Eigentlich wollten wir als letzten Stopp auf die Insel Hiiuma, aber weil wir auf Saaremaa eine Möglichkeit zum Couchsurfen hatten, haben wir uns umentschieden. Von Tallinn aus geht die Fähre über die kleine Insel Muhu innerhalb 25 Minuten nach Saaremaa. Um zu unserer Unterkunft zu kommen, mussten wir einmal quer durch die ganze Insel bis ins Dorf Leedri, etwa 30km nordwestlich von Kuressaare, fahren. In Leedri, einem Dorf mit 68 Einwohnern, angekommen, wurden wir am verabredeten Ort abgeholt. Als erstes haben wir gelernt, dass es hier keine Straßennamen gibt, sondern jedes Grundstück und jeder Hof einen eigenen Namen hat. Keine Chance also mit Navi weiterzukommen. Nachdem wir unser Quartier bezogen haben, haben wir uns gleich auf den Weg gemacht die Insel zu erkunden.

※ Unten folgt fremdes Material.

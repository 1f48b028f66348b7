// src/snapshot.rs - single-slot snapshot cache with stale fallback
use std::time::Duration;

use chrono::Utc;
use log::{debug, info, warn};
use tokio::sync::{Mutex, RwLock};

use crate::errors::ScannerError;
use crate::orchestrator::ScanOrchestrator;
use crate::types::Snapshot;

/// Holds the last successfully computed cycle. The slot is replaced
/// all-or-nothing, so a reader never observes a half-built snapshot, and the
/// refresh mutex keeps concurrent requests from racing duplicate cycles.
pub struct SnapshotCache {
    slot: RwLock<Option<Snapshot>>,
    refresh: Mutex<()>,
    ttl: Duration,
}

impl SnapshotCache {
    pub fn new(ttl: Duration) -> Self {
        Self {
            slot: RwLock::new(None),
            refresh: Mutex::new(()),
            ttl,
        }
    }

    /// Fresh slot if available, otherwise run a full ingestion cycle. On
    /// cycle failure the previous snapshot (however stale) is served with its
    /// original timestamp; with no snapshot at all the failure propagates.
    pub async fn get_snapshot(
        &self,
        orchestrator: &ScanOrchestrator,
    ) -> Result<Snapshot, ScannerError> {
        if let Some(snapshot) = self.fresh().await {
            debug!("📦 [SNAPSHOT] serving fresh snapshot from {}", snapshot.fetched_at);
            return Ok(snapshot);
        }

        let _refreshing = self.refresh.lock().await;
        // another request may have refreshed while we waited
        if let Some(snapshot) = self.fresh().await {
            return Ok(snapshot);
        }

        match orchestrator.run_cycle().await {
            Ok(signals) => {
                let snapshot = Snapshot {
                    fetched_at: Utc::now(),
                    signals,
                };
                *self.slot.write().await = Some(snapshot.clone());
                info!(
                    "✅ [SNAPSHOT] replaced snapshot: {} instruments at {}",
                    snapshot.signals.len(),
                    snapshot.fetched_at
                );
                Ok(snapshot)
            }
            Err(e) => {
                let stale = self.slot.read().await.clone();
                match stale {
                    Some(snapshot) => {
                        warn!(
                            "⚠️ [SNAPSHOT] cycle failed ({}), serving stale data from {}",
                            e, snapshot.fetched_at
                        );
                        Ok(snapshot)
                    }
                    None => Err(e),
                }
            }
        }
    }

    async fn fresh(&self) -> Option<Snapshot> {
        let slot = self.slot.read().await;
        slot.as_ref()
            .filter(|s| {
                Utc::now()
                    .signed_duration_since(s.fetched_at)
                    .to_std()
                    .map(|age| age < self.ttl)
                    .unwrap_or(false)
            })
            .cloned()
    }
}
// src/universe.rs - top-N instrument selection by traded quote volume
use log::{debug, info};

use crate::config::ScannerConfig;
use crate::errors::ScannerError;
use crate::fetcher::with_retry;
use crate::provider::MarketDataProvider;
use crate::types::Ticker;

/// One ticker-listing call (same retry contract as the candle fetcher),
/// ranked and truncated to the configured universe size.
pub async fn top_instruments(
    provider: &dyn MarketDataProvider,
    config: &ScannerConfig,
) -> Result<Vec<Ticker>, ScannerError> {
    let tickers = with_retry(
        "ticker/24hr",
        config.max_retries,
        config.base_delay,
        || provider.tickers_24h(),
    )
    .await?;
    let total = tickers.len();
    let universe = rank_tickers(tickers, &config.quote_asset, config.top_n);
    info!(
        "🌐 [UNIVERSE] selected top {} of {} tickers (quote {})",
        universe.len(),
        total,
        config.quote_asset
    );
    Ok(universe)
}

/// Filter to the settlement asset, sort descending by quote volume and keep
/// the top N. The sort is stable, so equal volumes keep provider order.
pub fn rank_tickers(tickers: Vec<Ticker>, quote_asset: &str, top_n: usize) -> Vec<Ticker> {
    let mut ranked: Vec<(f64, Ticker)> = tickers
        .into_iter()
        .filter(|t| t.symbol.ends_with(quote_asset))
        .filter_map(|t| match t.quote_volume_f64() {
            Ok(volume) if volume.is_finite() => Some((volume, t)),
            Ok(volume) => {
                debug!(
                    "🚫 [UNIVERSE] skipping {}: non-finite quoteVolume {}",
                    t.symbol, volume
                );
                None
            }
            Err(e) => {
                debug!("🚫 [UNIVERSE] skipping {}: {}", t.symbol, e);
                None
            }
        })
        .collect();
    ranked.sort_by(|a, b| b.0.partial_cmp(&a.0).unwrap_or(std::cmp::Ordering::Equal));
    ranked.truncate(top_n);
    ranked.into_iter().map(|(_, t)| t).collect()
}
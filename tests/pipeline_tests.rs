// tests/pipeline_tests.rs
//
// Exercises the fetcher cache/retry behavior, the orchestrator's
// degrade-vs-drop policy, and the snapshot cache's stale fallback against a
// mock provider.

use std::sync::atomic::{AtomicBool, AtomicUsize, Ordering};
use std::sync::Arc;
use std::time::Duration;

use async_trait::async_trait;

use structure_scanner::config::ScannerConfig;
use structure_scanner::errors::ScannerError;
use structure_scanner::fetcher::RateLimitedFetcher;
use structure_scanner::orchestrator::ScanOrchestrator;
use structure_scanner::provider::MarketDataProvider;
use structure_scanner::snapshot::SnapshotCache;
use structure_scanner::types::{Candle, Ticker, Timeframe};

#[derive(Default)]
struct MockProvider {
    kline_calls: AtomicUsize,
    ticker_calls: AtomicUsize,
    /// Throttle the first N kline calls with a 429.
    throttle_first: usize,
    /// Fail every kline call with a non-retryable provider error.
    fail_all_klines: bool,
    /// Fail only the 1h series for this symbol.
    fail_h1_for: Option<String>,
    fail_tickers: AtomicBool,
    tickers: Vec<Ticker>,
}

#[async_trait]
impl MarketDataProvider for MockProvider {
    async fn klines(
        &self,
        symbol: &str,
        timeframe: Timeframe,
        limit: usize,
    ) -> Result<Vec<Candle>, ScannerError> {
        let call = self.kline_calls.fetch_add(1, Ordering::SeqCst);
        if call < self.throttle_first {
            return Err(ScannerError::Throttled { status: 429 });
        }
        if self.fail_all_klines {
            return Err(ScannerError::Provider {
                status: Some(500),
                message: "mock outage".to_string(),
            });
        }
        if let Some(failing) = &self.fail_h1_for {
            if symbol == failing && timeframe == Timeframe::H1 {
                return Err(ScannerError::Provider {
                    status: Some(502),
                    message: "mock 1h outage".to_string(),
                });
            }
        }
        Ok(trending_candles(limit))
    }

    async fn tickers_24h(&self) -> Result<Vec<Ticker>, ScannerError> {
        self.ticker_calls.fetch_add(1, Ordering::SeqCst);
        if self.fail_tickers.load(Ordering::SeqCst) {
            return Err(ScannerError::Provider {
                status: Some(503),
                message: "mock listing outage".to_string(),
            });
        }
        Ok(self.tickers.clone())
    }
}

fn trending_candles(n: usize) -> Vec<Candle> {
    (0..n)
        .map(|i| {
            let close = 100.0 + i as f64 * 0.1;
            Candle {
                open_time: i as i64 * 900_000,
                open: close - 0.05,
                high: close + 0.1,
                low: close - 0.1,
                close,
                volume: 1_000.0,
            }
        })
        .collect()
}

fn ticker(symbol: &str, last_price: &str, quote_volume: &str) -> Ticker {
    Ticker {
        symbol: symbol.to_string(),
        last_price: last_price.to_string(),
        quote_volume: quote_volume.to_string(),
        price_change_percent: "1.5".to_string(),
    }
}

fn test_config() -> ScannerConfig {
    ScannerConfig {
        top_n: 10,
        series_ttl: Duration::ZERO,
        snapshot_ttl: Duration::ZERO,
        batch_size: 2,
        inter_group_delay: Duration::ZERO,
        max_retries: 0,
        base_delay: Duration::from_millis(1),
        ..ScannerConfig::default()
    }
}

#[tokio::test]
async fn series_cache_serves_repeat_fetches_within_ttl() {
    let provider = Arc::new(MockProvider::default());
    let fetcher = RateLimitedFetcher::new(
        provider.clone(),
        Duration::from_secs(300),
        5,
        Duration::from_millis(1),
    );

    let first = fetcher.fetch_series("BTCUSDT", Timeframe::M15).await.unwrap();
    let second = fetcher.fetch_series("BTCUSDT", Timeframe::M15).await.unwrap();
    assert_eq!(provider.kline_calls.load(Ordering::SeqCst), 1);
    assert_eq!(first, second);

    // a different key is a different cache entry
    fetcher.fetch_series("BTCUSDT", Timeframe::H1).await.unwrap();
    assert_eq!(provider.kline_calls.load(Ordering::SeqCst), 2);
}

#[tokio::test]
async fn expired_series_entry_is_refetched() {
    let provider = Arc::new(MockProvider::default());
    let fetcher = RateLimitedFetcher::new(
        provider.clone(),
        Duration::ZERO,
        5,
        Duration::from_millis(1),
    );

    fetcher.fetch_series("BTCUSDT", Timeframe::M15).await.unwrap();
    fetcher.fetch_series("BTCUSDT", Timeframe::M15).await.unwrap();
    assert_eq!(provider.kline_calls.load(Ordering::SeqCst), 2);
}

#[tokio::test(start_paused = true)]
async fn throttling_retries_back_off_exponentially() {
    let provider = Arc::new(MockProvider {
        throttle_first: 4,
        ..MockProvider::default()
    });
    let fetcher = RateLimitedFetcher::new(
        provider.clone(),
        Duration::from_secs(300),
        5,
        Duration::from_secs(1),
    );

    let started = tokio::time::Instant::now();
    let candles = fetcher.fetch_series("BTCUSDT", Timeframe::M15).await.unwrap();
    assert_eq!(candles.len(), 100);
    assert_eq!(provider.kline_calls.load(Ordering::SeqCst), 5);
    // 1s + 2s + 4s + 8s of backoff before the fifth attempt
    assert!(started.elapsed() >= Duration::from_millis(15_000));
}

#[tokio::test(start_paused = true)]
async fn exhausted_retries_surface_the_last_throttle() {
    let provider = Arc::new(MockProvider {
        throttle_first: usize::MAX,
        ..MockProvider::default()
    });
    let fetcher = RateLimitedFetcher::new(
        provider.clone(),
        Duration::from_secs(300),
        5,
        Duration::from_secs(1),
    );

    let err = fetcher
        .fetch_series("BTCUSDT", Timeframe::M15)
        .await
        .unwrap_err();
    assert!(matches!(err, ScannerError::Throttled { status: 429 }));
    // initial attempt plus five retries
    assert_eq!(provider.kline_calls.load(Ordering::SeqCst), 6);
}

#[tokio::test(start_paused = true)]
async fn oversized_retry_budget_clamps_backoff_instead_of_overflowing() {
    // enough retries to push the exponent past 2^32; the delay must clamp
    // rather than panic
    let provider = Arc::new(MockProvider {
        throttle_first: 35,
        ..MockProvider::default()
    });
    let fetcher = RateLimitedFetcher::new(
        provider.clone(),
        Duration::from_secs(300),
        40,
        Duration::from_secs(1),
    );

    let candles = fetcher.fetch_series("BTCUSDT", Timeframe::M15).await.unwrap();
    assert_eq!(candles.len(), 100);
    assert_eq!(provider.kline_calls.load(Ordering::SeqCst), 36);
}

#[tokio::test]
async fn non_throttle_errors_are_not_retried() {
    let provider = Arc::new(MockProvider {
        fail_all_klines: true,
        ..MockProvider::default()
    });
    let fetcher = RateLimitedFetcher::new(
        provider.clone(),
        Duration::from_secs(300),
        5,
        Duration::from_millis(1),
    );

    let err = fetcher
        .fetch_series("BTCUSDT", Timeframe::M15)
        .await
        .unwrap_err();
    assert!(matches!(err, ScannerError::Provider { .. }));
    assert_eq!(provider.kline_calls.load(Ordering::SeqCst), 1);
}

#[tokio::test]
async fn cycle_degrades_failing_timeframe_and_keeps_the_record() {
    let provider = Arc::new(MockProvider {
        fail_h1_for: Some("BBBUSDT".to_string()),
        tickers: vec![
            ticker("AAAUSDT", "10.0", "300.0"),
            ticker("BBBUSDT", "20.0", "200.0"),
            ticker("CCCUSDT", "30.0", "100.0"),
        ],
        ..MockProvider::default()
    });
    let orchestrator = ScanOrchestrator::new(provider, test_config());

    let signals = orchestrator.run_cycle().await.unwrap();
    assert_eq!(signals.len(), 3);
    let symbols: Vec<&str> = signals.iter().map(|s| s.symbol.as_str()).collect();
    assert_eq!(symbols, vec!["AAAUSDT", "BBBUSDT", "CCCUSDT"]);

    let degraded = &signals[1];
    assert!(!degraded.emas.contains_key(&Timeframe::H1));
    assert!(degraded.last_bos_h1.is_none());
    assert!(degraded.last_choch_h1.is_none());
    // everything not derived from 1h is still populated
    assert_eq!(degraded.current_price, 20.0);
    assert_eq!(degraded.volume24h, 200.0);
    for tf in [Timeframe::M5, Timeframe::M15, Timeframe::H4, Timeframe::D1] {
        let emas = degraded.emas.get(&tf).expect("timeframe should be present");
        assert!(emas.ema34.is_some());
        assert!(emas.ema89.is_some());
    }
    assert!(degraded.m15_last3_candles.is_some());

    let healthy = &signals[0];
    assert_eq!(healthy.emas.len(), Timeframe::ALL.len());
}

#[tokio::test]
async fn unparseable_ticker_drops_only_that_instrument() {
    let provider = Arc::new(MockProvider {
        tickers: vec![
            ticker("AAAUSDT", "10.0", "300.0"),
            ticker("BADUSDT", "not-a-number", "250.0"),
            ticker("CCCUSDT", "30.0", "100.0"),
        ],
        ..MockProvider::default()
    });
    let orchestrator = ScanOrchestrator::new(provider, test_config());

    let signals = orchestrator.run_cycle().await.unwrap();
    let symbols: Vec<&str> = signals.iter().map(|s| s.symbol.as_str()).collect();
    assert_eq!(symbols, vec!["AAAUSDT", "CCCUSDT"]);
}

#[tokio::test]
async fn snapshot_falls_back_to_prior_cycle_on_failure() {
    let provider = Arc::new(MockProvider {
        tickers: vec![ticker("AAAUSDT", "10.0", "300.0")],
        ..MockProvider::default()
    });
    let orchestrator = ScanOrchestrator::new(provider.clone(), test_config());
    let cache = SnapshotCache::new(Duration::ZERO);

    let first = cache.get_snapshot(&orchestrator).await.unwrap();
    assert_eq!(first.signals.len(), 1);

    provider.fail_tickers.store(true, Ordering::SeqCst);
    let second = cache.get_snapshot(&orchestrator).await.unwrap();
    assert_eq!(second.fetched_at, first.fetched_at);
    assert_eq!(second.signals, first.signals);
}

#[tokio::test]
async fn cycle_failure_without_prior_snapshot_propagates() {
    let provider = Arc::new(MockProvider::default());
    provider.fail_tickers.store(true, Ordering::SeqCst);
    let orchestrator = ScanOrchestrator::new(provider, test_config());
    let cache = SnapshotCache::new(Duration::from_secs(60));

    let err = cache.get_snapshot(&orchestrator).await.unwrap_err();
    assert_eq!(err.kind(), "cycle_failed");
}

#[tokio::test]
async fn fresh_snapshot_is_served_without_a_new_cycle() {
    let provider = Arc::new(MockProvider {
        tickers: vec![ticker("AAAUSDT", "10.0", "300.0")],
        ..MockProvider::default()
    });
    let orchestrator = ScanOrchestrator::new(provider.clone(), test_config());
    let cache = SnapshotCache::new(Duration::from_secs(60));

    cache.get_snapshot(&orchestrator).await.unwrap();
    let listings_after_first = provider.ticker_calls.load(Ordering::SeqCst);
    cache.get_snapshot(&orchestrator).await.unwrap();
    assert_eq!(provider.ticker_calls.load(Ordering::SeqCst), listings_after_first);
}
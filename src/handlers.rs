// src/handlers.rs
use actix_web::{web, HttpResponse, Responder};
use log::error;
use serde_json::json;

use crate::orchestrator::ScanOrchestrator;
use crate::snapshot::SnapshotCache;

pub struct AppState {
    pub orchestrator: ScanOrchestrator,
    pub snapshot: SnapshotCache,
}

/// GET /api/tokens - the current snapshot, running an ingestion cycle if the
/// cached one has expired.
pub async fn get_tokens(state: web::Data<AppState>) -> impl Responder {
    match state.snapshot.get_snapshot(&state.orchestrator).await {
        Ok(snapshot) => HttpResponse::Ok().json(snapshot),
        Err(e) => {
            error!("💥 [HTTP] /api/tokens failed: {}", e);
            HttpResponse::InternalServerError().json(json!({
                "error": e.kind(),
                "message": e.to_string(),
            }))
        }
    }
}

/// GET /health
pub async fn health_check() -> impl Responder {
    HttpResponse::Ok().json(json!({ "status": "ok" }))
}
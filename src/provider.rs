// src/provider.rs - Binance futures REST boundary
use async_trait::async_trait;
use serde_json::Value;

use crate::errors::ScannerError;
use crate::types::{Candle, Ticker, Timeframe};

/// Candles requested per series. 100 covers the longest EMA period (89).
pub const KLINE_LIMIT: usize = 100;

const DEFAULT_BASE_URL: &str = "https://fapi.binance.com/fapi/v1";
const USER_AGENT: &str = "Mozilla/5.0 (Windows NT 10.0; Win64; x64) AppleWebKit/537.36 \
     (KHTML, like Gecko) Chrome/91.0.4472.124 Safari/537.36";

/// The remote market-data provider, kept behind a trait so the pipeline can
/// be driven by a mock in tests.
#[async_trait]
pub trait MarketDataProvider: Send + Sync {
    async fn klines(
        &self,
        symbol: &str,
        timeframe: Timeframe,
        limit: usize,
    ) -> Result<Vec<Candle>, ScannerError>;

    async fn tickers_24h(&self) -> Result<Vec<Ticker>, ScannerError>;
}

pub struct BinanceFutures {
    client: reqwest::Client,
    base_url: String,
}

impl BinanceFutures {
    pub fn new() -> Result<Self, ScannerError> {
        Self::with_base_url(DEFAULT_BASE_URL)
    }

    pub fn with_base_url(base_url: &str) -> Result<Self, ScannerError> {
        let client = reqwest::Client::builder()
            .timeout(std::time::Duration::from_secs(10))
            .user_agent(USER_AGENT)
            .build()?;
        Ok(Self {
            client,
            base_url: base_url.trim_end_matches('/').to_string(),
        })
    }

    async fn get_json<T: serde::de::DeserializeOwned>(
        &self,
        url: &str,
    ) -> Result<T, ScannerError> {
        let response = self.client.get(url).send().await?;
        let status = response.status().as_u16();
        // 429/418 are the provider's throttling responses; everything else
        // non-2xx is a plain provider failure.
        if status == 429 || status == 418 {
            return Err(ScannerError::Throttled { status });
        }
        if !response.status().is_success() {
            let message = response.text().await.unwrap_or_default();
            return Err(ScannerError::Provider {
                status: Some(status),
                message,
            });
        }
        Ok(response.json().await?)
    }
}

#[async_trait]
impl MarketDataProvider for BinanceFutures {
    async fn klines(
        &self,
        symbol: &str,
        timeframe: Timeframe,
        limit: usize,
    ) -> Result<Vec<Candle>, ScannerError> {
        let url = format!(
            "{}/klines?symbol={}&interval={}&limit={}",
            self.base_url, symbol, timeframe, limit
        );
        let rows: Vec<Value> = self.get_json(&url).await?;
        rows.iter().map(parse_kline_row).collect()
    }

    async fn tickers_24h(&self) -> Result<Vec<Ticker>, ScannerError> {
        let url = format!("{}/ticker/24hr", self.base_url);
        self.get_json(&url).await
    }
}

/// Kline rows are fixed-position tuples of numeric strings:
/// 0=openTime, 1=open, 2=high, 3=low, 4=close, 5=volume. Index-based access
/// is part of the provider contract.
pub fn parse_kline_row(row: &Value) -> Result<Candle, ScannerError> {
    let fields = row
        .as_array()
        .ok_or_else(|| ScannerError::Parse("kline row is not an array".to_string()))?;
    if fields.len() < 6 {
        return Err(ScannerError::Parse(format!(
            "kline row has {} fields, expected at least 6",
            fields.len()
        )));
    }
    Ok(Candle {
        open_time: fields[0]
            .as_i64()
            .ok_or_else(|| ScannerError::Parse("kline openTime is not an integer".to_string()))?,
        open: tuple_f64(&fields[1], "open")?,
        high: tuple_f64(&fields[2], "high")?,
        low: tuple_f64(&fields[3], "low")?,
        close: tuple_f64(&fields[4], "close")?,
        volume: tuple_f64(&fields[5], "volume")?,
    })
}

fn tuple_f64(value: &Value, field: &str) -> Result<f64, ScannerError> {
    match value {
        Value::String(s) => s
            .parse::<f64>()
            .map_err(|_| ScannerError::Parse(format!("kline {} is not numeric: {:?}", field, s))),
        Value::Number(n) => n
            .as_f64()
            .ok_or_else(|| ScannerError::Parse(format!("kline {} overflows f64", field))),
        other => Err(ScannerError::Parse(format!(
            "kline {} has unexpected type: {}",
            field, other
        ))),
    }
}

Unsere estnische Gastgeberin hat uns begleitet und uns die schönen und unentdeckten Ecken von Nordwest-Saaremaa zu zeigen.

Saaremaa

Sie führte uns an Orte und Plätze, die abseits von Touristenrouten (wenn es solche überhaupt in Saaremaa gibt) liegen und so besuchten wir kleine Fischerdörfer und lernten viel über die Geschichte Estlands.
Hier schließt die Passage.